Hickory Hill’s nearly 200 acres are situated just a mile from my house. If you haven’t been, it’s a gorgeous tract of mixed woodland and prairie, with Ralston creek gathering steam from its sloping ravines as it etches its way through the park. Cobbled together over the years through shrewd advocacy of a few and valuation of many, it is now penned in at its final size by residential development. 

Last fall I began working in earnest in Hickory Hill. Admittedly always a little dismissive of plein air painting as the territory of Sunday painters, fully chagrined, I have found working outdoors with fleeting subject matter urgent and exciting – impending rain, humidity, ticks, poison ivy and icy toes, logistical challenges and great rewards. Painting provides the excuse to stay in one spot and really look, audience to the growth of plants, turning of leaves, the silent movement of barred owls and foxes, the advent of songbirds, and the tireless industry of chipmunks. Every work in this show was made outdoors on location.

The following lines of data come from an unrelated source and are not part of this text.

//! Common infrastructure shared across the units engine and the analyzer

mod diagnostic;
mod error;
mod span;

pub use diagnostic::{Diagnostic, DiagnosticKind, DiagnosticSink, Severity, StderrSink};
pub use error::{DiagnosticReporter, FileSink, SemaError, SemaResult, UnitsError, UnitsResult};
pub use span::Span;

The park is a bit of a violent place: snag ash trees, overgrown honeysuckle, silt filled creeks, and unrelenting storm damage as the woodland ages all at once into our unraveling climate. The morning chorus sparkles over the dull roar of engines on I-80 and the intermittent pounding of sheepsfoot rollers compacting the soil beneath encroaching development. Deer browse amidst the episodic cicada-like drone of chainsaws. The more I work in the park, the more interested I’ve become in the evidence of its inherent tension. Trees torn apart, muscled into raw, suspended gesture. Chopped logs float adrift in a sea of emerging mayapples. The seemingly endless baggies of hermetically sealed dog shit sprinkled amongst piles of cleared invasives. It all reminds us how un-wild this place is.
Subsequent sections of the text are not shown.